Almost two months ago, I wrote about a call to sacrificial love. I have been wanting to write about the results of our community’s fast since it concluded at the end of January.

By way of review, one of the members of our community was diagnosed with lymphoma, so anyone who wanted to fasted on behalf of our brother for the month. Our prayer during this time was that God would take any benefit that we might receive as a result of our fast and credit it to our brother’s account.

Three weeks into the fast, our brother’s diagnosis was taken before the tumor board in our area, and the doctor’s were unable to find any traces of cancer! He was given a clean bill of health, and just has to follow up with his regular physician every six months or so to ensure that there is no return of the cancer.

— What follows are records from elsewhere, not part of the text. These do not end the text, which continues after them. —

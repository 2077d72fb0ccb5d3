//! Reference data fetched once per seeding run.

use order_seeder_core::{Customer, Product};
use tracing::{info, instrument, warn};

use super::gateway::ReferenceSource;

/// How many reference entities to fetch per run.
#[derive(Debug, Clone, Copy, PartialEq, Eq)]
pub struct ReferenceLimits {
    /// Maximum customers.
    pub customers: i64,
    /// Maximum products.
    pub products: i64,
    /// Maximum variants per product.
    pub variants: i64,
}

impl Default for ReferenceLimits {
    fn default() -> Self {
        Self {
            customers: 10,
            products: 50,
            variants: 100,
        }
    }
}

/// Customer and product pools for one run.
///
/// Read-only once built. Products without variants are kept as fetched but
/// never sampled.
#[derive(Debug, Clone, Default)]
pub struct ReferenceData {
    customers: Vec<Customer>,
    products: Vec<Product>,
}

impl ReferenceData {
    /// Build reference data from already-fetched collections.
    #[must_use]
    pub const fn new(customers: Vec<Customer>, products: Vec<Product>) -> Self {
        Self {
            customers,
            products,
        }
    }

    /// Fetch customers and products concurrently.
    ///
    /// A failing sub-query is logged and treated as an empty collection;
    /// empty pools surface later, per unit, as insufficient reference data.
    #[instrument(skip(source))]
    pub async fn load(source: &dyn ReferenceSource, limits: ReferenceLimits) -> Self {
        let (customers, products) = tokio::join!(
            source.fetch_customers(limits.customers),
            source.fetch_products(limits.products, limits.variants),
        );

        let customers = customers.unwrap_or_else(|e| {
            warn!(error = %e, "Customer fetch failed, continuing with no customers");
            Vec::new()
        });
        let products = products.unwrap_or_else(|e| {
            warn!(error = %e, "Product fetch failed, continuing with no products");
            Vec::new()
        });

        let data = Self::new(customers, products);
        info!(
            customers = data.customers.len(),
            products = data.products.len(),
            orderable_products = data.orderable_products().count(),
            "Reference data loaded"
        );
        data
    }

    /// All customers.
    #[must_use]
    pub fn customers(&self) -> &[Customer] {
        &self.customers
    }

    /// All products, including those without variants.
    #[must_use]
    pub fn products(&self) -> &[Product] {
        &self.products
    }

    /// Products eligible for sampling (at least one variant).
    pub fn orderable_products(&self) -> impl Iterator<Item = &Product> {
        self.products.iter().filter(|p| p.is_orderable())
    }
}

#[cfg(test)]
mod tests {
    use order_seeder_core::CustomerId;

    use super::*;
    use crate::seeding::gateway::GatewayError;
    use crate::seeding::testing::{FakeReferenceSource, product};

    #[tokio::test]
    async fn test_load_fetches_both_collections() {
        let source = FakeReferenceSource::new(
            Ok(vec![Customer::new(CustomerId::from_numeric(1))]),
            Ok(vec![product(1, 2), product(2, 0)]),
        );

        let data = ReferenceData::load(&source, ReferenceLimits::default()).await;

        assert_eq!(data.customers().len(), 1);
        assert_eq!(data.products().len(), 2);
        assert_eq!(data.orderable_products().count(), 1);
        assert_eq!(source.requested_limits(), Some((10, 50, 100)));
    }

    #[tokio::test]
    async fn test_load_tolerates_failed_sub_query() {
        let source = FakeReferenceSource::new(
            Err(GatewayError::Transport("boom".to_string())),
            Ok(vec![product(1, 1)]),
        );

        let data = ReferenceData::load(&source, ReferenceLimits::default()).await;

        assert!(data.customers().is_empty());
        assert_eq!(data.products().len(), 1);
    }
}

As we wrapped up the fast, there was somewhat of a collective sigh of relief. We were all overjoyed at the fact that God healed our friend and brother. Not only that, we were looking forward to returning to our normal lifestyles of being able to eat what we wanted. God had other plans, but more on that in a moment.

It is amazing that when undertaking something like an extended fast of some kind that God will use that opportunity to bring up the things in one’s life that are not pleasing to Him. For example, within two days of starting the fast, I was very on edge about everything. My kids were annoying me. I was frustrated with my wife. My job was getting on my nerves. As I realized this fact, my natural reaction was to say that I was irritable as a result of not being able to eat what I wanted to.

While that may be the case on one level, there was something else coming out as a result of the whole situation. As I began to reflect on my attitudes, I realized that I wasn’t angry and frustrated merely as a result of the fast, but rather, I was angry and frustrated because that is who I am. When my flesh wasn’t being satisfied with what it wanted, I began to see the results of the sin in my life.

When something like this comes to light, we have a couple of choices: we can either excuse the actions (my frustration due to the lack of food), or we can cry out to God, recognizing that apart from Him, the truth of who we are comes to light. In other words, the fast, although it was done for the sake of another, was also our Father’s way of bringing me to a place of repentance for my own thoughts and attitudes. Not only was God seeking His glory in the healing of the sick in our body, but also He was pointing out my need for Him in this area of my life.

As we wrapped up the fast at the end of January, our pastor made another announcement. At the end of February, our congregation was going to host a pastor from Zambia Messianic Fellowship. Our congregation has been supporting this ministry for a little over a year, but this was the first time that we would actually be able to meet someone from the organization. Since the poverty is so great in Zambia, the challenge was put before us to continue our fast, but this time by fasting from extra spending.

The idea was that any money that we as individuals or families were going to spend on items that were unnecessary would be set aside and given to Pastor Alex Yalenga for the Zambian Ministry. So, movie money, coffee money, unnecessary grocery money etc. was to be set aside for Pastor Alex.

This may not seem all that difficult, but coming right on the heels of a fast in which we couldn’t eat whatever we wanted whenever we wanted it (my wife and I ate only raw food for the first three weeks of January, and only vegan for the remaining week), this challenge was ominous. I was feeling such a sense of entitlement. I was thinking that I’d paid my dues by fasting all of January, and therefore I was REALLY looking forward to splurging during February (can we say BIG JUICY STEAK AND COLD BEER?)

My wife and I really struggled with this particular fast for a couple of reasons, the first of which I mentioned above. Secondly, we live on a pretty tight budget as it is, and as a result, we didn’t know where we could take the money from to be able to give. As the month wore on, it became apparent that God was asking us to give until it hurt, trusting in Him to be the provider. For us, this wasn’t a matter of taking money that would have been spent elsewhere, but rather taking money that had been set aside for something specific already.

Two weeks into the fast, our pastor announced that he felt that God was leading our small congregation (70-80 people, including children) to give Pastor Alex $10,000. It must be understood that within our community we have many people that have been drastically impacted by the wavering economy. We have single parents, some senior citizens who live on fixed incomes, and many newly married couples that are struggling to get on their feet financially. Ten thousand dollars is a lot of money!

To make a long story short, our community really came together on this one. We were able to give Pastor Alex $17,000! God worked a tremendous miracle in our midst. However, I don’t believe that this is the main thing that God was trying to accomplish through the last couple of months. As amazing as it is that we gave so much to a people far more needy than we are, I believe that God was showing us that He indeed is our source, and He will provide in even the most impossible of circumstances. He will glorify Himself in our weaknesses.

As a result of the circumstances of the last couple of months, the relationships in our community have a newfound depth. We have demonstrated to each other that we’re committed to one another. We have persevered through some impossible circumstances and seen the hand of God work mighty things on our behalf. God is faithful. He is unchanging. He has given freely of Himself, and calls us to do the same with each other.

Since we are to be known by our love for one another, let’s begin loving one another. In the words of an old DC Talk song, love is a verb. If we are not visibly loving each other, then we must ask whether or not we’re really a loving people.